PROJECT SUMMARY/ABSTRACT
When faced with environmental uncertainty, optimum top-down control facilitates attention shifts and improves
performance. Several functionally distinct stages of attention are well stablished in psychology. Recent studies
have associated some of these cognitive constructs with specific brain structures. However, less is known about
the neurobiological mechanisms that transform contextual information into distinct components of attention
control such as selection of relevant sensory inputs, perceptual decision and motor action responsible for
adaptive behaviors in humans. Lack of appropriate attention control leads to various attention disorders such as
attention-deficit/hyperactivity disorder (ADHD). Our long-term goal is to dissociate distinct neuronal processes
underlying adaptive behavior, particularly neuromodulatory contributions to cognitive control within interacting
brain structures. Neuronal activity in the anterior cingulate cortex (ACC) and dorso-lateral prefrontal cortex
(dLPFC), two crucial brain areas involved in cognitive control are strongly regulated by norepinephrine (NE)

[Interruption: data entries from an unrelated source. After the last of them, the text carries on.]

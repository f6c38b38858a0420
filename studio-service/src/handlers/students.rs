//! Student self-service.

use axum::{
    extract::{multipart::MultipartError, FromRequest, Multipart, Path, Request, State},
    http::StatusCode,
    Json,
};
use service_core::error::AppError;
use std::path::Path as FsPath;

use crate::{
    auth::ResourceScope,
    dtos::clients::{ProfilePictureResponse, StudentResponse},
    middleware::CurrentUser,
    utils::uploads::{image_extension, save_profile_picture},
    AppState,
};

fn multipart_error(err: MultipartError) -> AppError {
    if err.status() == StatusCode::PAYLOAD_TOO_LARGE {
        AppError::PayloadTooLarge(anyhow::anyhow!(err.body_text()))
    } else {
        AppError::BadRequest(anyhow::anyhow!(err.body_text()))
    }
}

pub async fn get_student(
    State(state): State<AppState>,
    current: CurrentUser,
    Path(student_id): Path<String>,
) -> Result<Json<StudentResponse>, AppError> {
    state
        .authorize(
            &current.identity,
            ResourceScope::OwnRecord {
                target_id: student_id,
            },
        )
        .await?;

    let student = state
        .store
        .find_student(current.identity.user_id)
        .await?
        .ok_or_else(|| AppError::NotFound(anyhow::anyhow!("Student not found")))?;

    Ok(Json(StudentResponse {
        success: true,
        student,
    }))
}

/// The body is only parsed once the caller is known to own the record.
#[tracing::instrument(skip_all, fields(student_id = %student_id))]
pub async fn upload_profile_picture(
    State(state): State<AppState>,
    current: CurrentUser,
    Path(student_id): Path<String>,
    request: Request,
) -> Result<Json<ProfilePictureResponse>, AppError> {
    state
        .authorize(
            &current.identity,
            ResourceScope::OwnRecord {
                target_id: student_id,
            },
        )
        .await?;

    let mut multipart = Multipart::from_request(request, &state)
        .await
        .map_err(|e| AppError::BadRequest(anyhow::anyhow!(e.body_text())))?;

    let max_bytes = state.config.uploads.max_bytes;

    while let Some(field) = multipart
        .next_field()
        .await
        .map_err(multipart_error)?
    {
        if field.name() != Some("file") {
            continue;
        }

        let content_type = field.content_type().unwrap_or_default().to_string();
        let extension = image_extension(&content_type).ok_or_else(|| {
            AppError::BadRequest(anyhow::anyhow!("Only image uploads are allowed"))
        })?;

        let bytes = field.bytes().await.map_err(multipart_error)?;

        if bytes.is_empty() {
            return Err(AppError::BadRequest(anyhow::anyhow!("Uploaded file is empty")));
        }
        if bytes.len() > max_bytes {
            return Err(AppError::PayloadTooLarge(anyhow::anyhow!(
                "File exceeds the {} byte limit",
                max_bytes
            )));
        }

        let url = save_profile_picture(
            FsPath::new(&state.config.uploads.dir),
            current.identity.user_id,
            extension,
            &bytes,
        )
        .await?;

        state
            .store
            .set_student_profile_picture(current.identity.user_id, &url)
            .await?;

        tracing::info!(bytes = bytes.len(), "Profile picture stored");

        return Ok(Json(ProfilePictureResponse {
            success: true,
            profile_picture_url: url,
        }));
    }

    Err(AppError::BadRequest(anyhow::anyhow!("Missing file field")))
}
use opentelemetry::KeyValue;
use opentelemetry_otlp::WithExportConfig;
use opentelemetry_sdk::{Resource, runtime, trace as sdktrace};
use tracing_subscriber::{EnvFilter, layer::SubscriberExt, util::SubscriberInitExt};

/// Installs the global subscriber: env filter, JSON lines, optional OTLP export.
///
/// `RUST_LOG` wins over `log_level`. When `otlp_endpoint` is `None` or the
/// exporter cannot be built, logs still go to stdout.
pub fn init_tracing(service_name: &str, log_level: &str, otlp_endpoint: Option<&str>) {
    let env_filter =
        EnvFilter::try_from_default_env().unwrap_or_else(|_| EnvFilter::new(log_level));

    let formatting_layer = tracing_subscriber::fmt::layer()
        .with_file(true)
        .with_line_number(true)
        .json()
        .flatten_event(true);

    let tracer = otlp_endpoint.and_then(|endpoint| {
        let exporter = opentelemetry_otlp::new_exporter()
            .tonic()
            .with_endpoint(endpoint);

        match opentelemetry_otlp::new_pipeline()
            .tracing()
            .with_exporter(exporter)
            .with_trace_config(sdktrace::config().with_resource(Resource::new(vec![
                KeyValue::new("service.name", service_name.to_string()),
            ])))
            .install_batch(runtime::Tokio)
        {
            Ok(tracer) => Some(tracer),
            Err(e) => {
                eprintln!(
                    "Failed to initialize OTLP tracer for service '{}' at endpoint '{}': {}",
                    service_name, endpoint, e
                );
                None
            }
        }
    });

    let registry = tracing_subscriber::registry()
        .with(env_filter)
        .with(formatting_layer);

    match tracer {
        Some(tracer) => registry
            .with(tracing_opentelemetry::layer().with_tracer(tracer))
            .init(),
        None => registry.init(),
    }
}
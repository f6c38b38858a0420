//! Approval of studio membership requests.

use axum::{
    extract::{Path, State},
    Json,
};
use service_core::error::{ApiMessage, AppError};

use crate::{
    auth::ResourceScope,
    dtos::clients::ApprovalRequest,
    middleware::CurrentUser,
    utils::ValidatedJson,
    AppState,
};

fn link_not_found() -> AppError {
    AppError::NotFound(anyhow::anyhow!("Relationship not found"))
}

fn approval_message(approved: bool) -> &'static str {
    if approved {
        "Request approved"
    } else {
        "Request rejected"
    }
}

/// Studio admins approve or reject instructors joining their studio.
#[tracing::instrument(skip_all, fields(link_id = %link_id))]
pub async fn set_instructor_approval(
    State(state): State<AppState>,
    current: CurrentUser,
    Path(link_id): Path<String>,
    ValidatedJson(req): ValidatedJson<ApprovalRequest>,
) -> Result<Json<ApiMessage>, AppError> {
    state
        .authorize(
            &current.identity,
            ResourceScope::StudioInstructorLink {
                link_id: link_id.clone(),
            },
        )
        .await?;

    let id: i64 = link_id.trim().parse().map_err(|_| link_not_found())?;
    if !state
        .store
        .set_studio_instructor_approval(id, req.approved)
        .await?
    {
        return Err(link_not_found());
    }

    tracing::info!(approved = req.approved, "Instructor membership updated");
    Ok(Json(ApiMessage::ok(approval_message(req.approved))))
}

/// Approved instructors approve or reject students joining their studio.
#[tracing::instrument(skip_all, fields(link_id = %link_id))]
pub async fn set_student_approval(
    State(state): State<AppState>,
    current: CurrentUser,
    Path(link_id): Path<String>,
    ValidatedJson(req): ValidatedJson<ApprovalRequest>,
) -> Result<Json<ApiMessage>, AppError> {
    state
        .authorize(
            &current.identity,
            ResourceScope::StudioStudentLink {
                link_id: link_id.clone(),
            },
        )
        .await?;

    let id: i64 = link_id.trim().parse().map_err(|_| link_not_found())?;
    if !state
        .store
        .set_studio_student_approval(id, req.approved)
        .await?
    {
        return Err(link_not_found());
    }

    tracing::info!(approved = req.approved, "Student membership updated");
    Ok(Json(ApiMessage::ok(approval_message(req.approved))))
}
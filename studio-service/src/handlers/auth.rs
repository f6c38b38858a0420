use axum::{extract::State, http::StatusCode, Json};
use axum_extra::extract::cookie::CookieJar;
use service_core::error::{ApiMessage, AppError};

use crate::{
    dtos::auth::{
        CheckUserRequest, CheckUserResponse, LoginRequest, SessionUserResponse,
        SetPasswordRequest, SignupRequest,
    },
    middleware::{cleared_session_cookie, session_cookie, CurrentUser},
    models::{NewUser, UserType},
    utils::{hash_password, verify_password, Password, PasswordHashString, ValidatedJson},
    AppState,
};

#[tracing::instrument(skip_all, fields(user_type = %req.user_type))]
pub async fn login(
    State(state): State<AppState>,
    jar: CookieJar,
    ValidatedJson(req): ValidatedJson<LoginRequest>,
) -> Result<(CookieJar, Json<SessionUserResponse>), AppError> {
    let invalid = || AppError::Unauthorized(anyhow::anyhow!("Invalid email or password"));

    let user = state
        .store
        .find_user(req.user_type, &req.email)
        .await?
        .ok_or_else(invalid)?;

    let Some(hash) = user.password_hash.clone().filter(|h| !h.is_empty()) else {
        tracing::info!(user_id = user.id, "Login attempted for account without a password");
        return Err(invalid());
    };

    verify_password(
        &Password::new(req.password),
        &PasswordHashString::new(hash),
    )
    .map_err(|_| {
        tracing::info!(user_id = user.id, "Login failed: wrong password");
        invalid()
    })?;

    let token = state
        .sessions
        .codec()
        .issue(&user, req.user_type)
        .map_err(AppError::InternalError)?;

    let cookie = session_cookie(
        token,
        state.config.session.max_age_seconds,
        state.config.is_production(),
    );

    tracing::info!(user_id = user.id, "User logged in");

    Ok((
        jar.add(cookie),
        Json(SessionUserResponse {
            success: true,
            user: user.sanitized(),
            user_type: req.user_type,
        }),
    ))
}

/// Always succeeds; the cookie is overwritten even if it was already gone.
pub async fn logout(
    State(state): State<AppState>,
    jar: CookieJar,
) -> (CookieJar, Json<ApiMessage>) {
    let jar = jar.add(cleared_session_cookie(state.config.is_production()));
    (jar, Json(ApiMessage::ok("Logged out successfully")))
}

pub async fn current_user(current: CurrentUser) -> Json<SessionUserResponse> {
    Json(SessionUserResponse {
        success: true,
        user: current.user.sanitized(),
        user_type: current.identity.user_type,
    })
}

#[tracing::instrument(skip_all, fields(user_type = %req.user_type))]
pub async fn signup(
    State(state): State<AppState>,
    ValidatedJson(req): ValidatedJson<SignupRequest>,
) -> Result<(StatusCode, Json<SessionUserResponse>), AppError> {
    if req.user_type == UserType::Admin {
        return Err(AppError::BadRequest(anyhow::anyhow!(
            "Admin accounts cannot be created through signup"
        )));
    }

    let password_hash = hash_password(&Password::new(req.password))?;

    let user = state
        .store
        .insert_user(
            req.user_type,
            NewUser {
                email: req.email.trim().to_lowercase(),
                first_name: req.first_name,
                last_name: req.last_name,
                password_hash: Some(password_hash.into_string()),
            },
        )
        .await?;

    tracing::info!(user_id = user.id, "User signed up");

    Ok((
        StatusCode::CREATED,
        Json(SessionUserResponse {
            success: true,
            user: user.sanitized(),
            user_type: req.user_type,
        }),
    ))
}

pub async fn check_user(
    State(state): State<AppState>,
    ValidatedJson(req): ValidatedJson<CheckUserRequest>,
) -> Result<Json<CheckUserResponse>, AppError> {
    let user = state.store.find_user(req.user_type, &req.email).await?;

    Ok(Json(CheckUserResponse {
        success: true,
        exists: user.is_some(),
        has_password: user.as_ref().is_some_and(|u| u.has_password()),
    }))
}

/// First-time password for an account created by a studio (invited client).
#[tracing::instrument(skip_all, fields(user_type = %req.user_type))]
pub async fn set_password(
    State(state): State<AppState>,
    ValidatedJson(req): ValidatedJson<SetPasswordRequest>,
) -> Result<Json<ApiMessage>, AppError> {
    let user = state
        .store
        .find_user(req.user_type, &req.email)
        .await?
        .ok_or_else(|| AppError::NotFound(anyhow::anyhow!("User not found")))?;

    if user.has_password() {
        return Err(AppError::Conflict(anyhow::anyhow!(
            "Password already set for this account"
        )));
    }

    let password_hash = hash_password(&Password::new(req.password))?;
    state
        .store
        .set_user_password(req.user_type, user.id, password_hash.as_str())
        .await?;

    tracing::info!(user_id = user.id, "Initial password set");

    Ok(Json(ApiMessage::ok("Password set successfully")))
}
//! Studio client records, reachable by instructors of the owning studio.

use axum::{
    extract::{Path, Query, State},
    Json,
};
use service_core::error::AppError;

use crate::{
    auth::ResourceScope,
    dtos::clients::{ClientListResponse, ClientResponse, StudioQuery},
    middleware::{require_param, CurrentUser},
    models::StudentProfileUpdate,
    utils::ValidatedJson,
    AppState,
};

fn parse_client_id(client_id: &str) -> Result<i64, AppError> {
    client_id
        .trim()
        .parse()
        .map_err(|_| AppError::NotFound(anyhow::anyhow!("Client not found")))
}

pub async fn list_clients(
    State(state): State<AppState>,
    current: CurrentUser,
    Path(studio_id): Path<String>,
) -> Result<Json<ClientListResponse>, AppError> {
    let actor = state
        .authorize(
            &current.identity,
            ResourceScope::Studio {
                studio_id: Some(studio_id),
            },
        )
        .await?;

    let studio_id = actor.studio_id.ok_or_else(|| {
        AppError::InternalError(anyhow::anyhow!("Studio decision without a studio id"))
    })?;

    let clients = state.store.list_studio_clients(studio_id).await?;

    Ok(Json(ClientListResponse {
        success: true,
        clients,
    }))
}

pub async fn get_client(
    State(state): State<AppState>,
    current: CurrentUser,
    Path(client_id): Path<String>,
    Query(query): Query<StudioQuery>,
) -> Result<Json<ClientResponse>, AppError> {
    let studio_id = require_param(query.studio_id, "studioId")?;

    let actor = state
        .authorize(
            &current.identity,
            ResourceScope::StudioClient {
                studio_id: Some(studio_id),
                client_id: client_id.clone(),
            },
        )
        .await?;

    let studio_id = actor.studio_id.ok_or_else(|| {
        AppError::InternalError(anyhow::anyhow!("Studio decision without a studio id"))
    })?;
    let client_id = parse_client_id(&client_id)?;

    let client = state
        .store
        .find_studio_client(studio_id, client_id)
        .await?
        .ok_or_else(|| AppError::NotFound(anyhow::anyhow!("Client not found")))?;

    Ok(Json(ClientResponse {
        success: true,
        client,
    }))
}

/// Access is checked, then the update runs as a separate store call.
/// A membership revoked in between is not re-checked.
#[tracing::instrument(skip_all, fields(client_id = %client_id))]
pub async fn update_client(
    State(state): State<AppState>,
    current: CurrentUser,
    Path(client_id): Path<String>,
    Query(query): Query<StudioQuery>,
    ValidatedJson(update): ValidatedJson<StudentProfileUpdate>,
) -> Result<Json<ClientResponse>, AppError> {
    let studio_id = require_param(query.studio_id, "studioId")?;

    let actor = state
        .authorize(
            &current.identity,
            ResourceScope::StudioClient {
                studio_id: Some(studio_id),
                client_id: client_id.clone(),
            },
        )
        .await?;

    let studio_id = actor.studio_id.ok_or_else(|| {
        AppError::InternalError(anyhow::anyhow!("Studio decision without a studio id"))
    })?;
    let client_id = parse_client_id(&client_id)?;

    let not_found = || AppError::NotFound(anyhow::anyhow!("Client not found"));

    // The student must belong to this studio, not just exist.
    state
        .store
        .find_studio_client(studio_id, client_id)
        .await?
        .ok_or_else(not_found)?;

    if update.is_empty() {
        return Err(AppError::BadRequest(anyhow::anyhow!("No fields to update")));
    }

    state
        .store
        .update_student_profile(client_id, &update)
        .await?
        .ok_or_else(not_found)?;

    let client = state
        .store
        .find_studio_client(studio_id, client_id)
        .await?
        .ok_or_else(not_found)?;

    tracing::info!(
        instructor_id = current.identity.user_id,
        studio_id,
        "Client profile updated"
    );

    Ok(Json(ClientResponse {
        success: true,
        client,
    }))
}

neuromodulation from the locus coeruleus (LC) in the brainstem. The LC-NE neuromodulatory system projects
throughout the cerebral cortex, and has been linked to sensory processing regulation, arousal and attention. Our
preliminary data in monkeys show that spatially selective attention strongly modulates spiking dynamics of NE
neurons in the LC including an increased spiking to attended visual stimuli. Moreover, optogenetic activation of
these LC-NE neurons enhanced attentional performance. Our central hypothesis is that: 1) the LC receives
contextual information about behavioral performance from the ACC, and is activated with increased performance
errors; 2) LC-NE neuromodulation differentially regulates neuronal activity in the ACC and dLPFC respectively
to mediate motor selection, and sensory and perceptual decision selections of attention control. To test these
hypotheses, we will isolate neurophysiological correlates of performance errors, and attentional shifts in sensory
relevance, perceptual decision criterion and motor criterion within the LC, ACC and dLPFC in monkeys. We will
optogenetically activate LC-NE neurons while simultaneously record from the ACC and dLPFC to test which
aspects of LC-NE activity dynamics (tonic and stimulus-locked phasic burst spiking) causally regulate ACC and
dLPFC to mediate distinct components of attention control. The results from this proposed study will provide a
direct, detailed neurobiological understanding of specialized neuromodulatory contributions that transform
contextual information into different stages of attention control in improving adaptive behavioral performance in
humans. This will further expedite progress in better classification and identifying potential therapeutic targets
for various attention disorders associated with functionally specific deficits.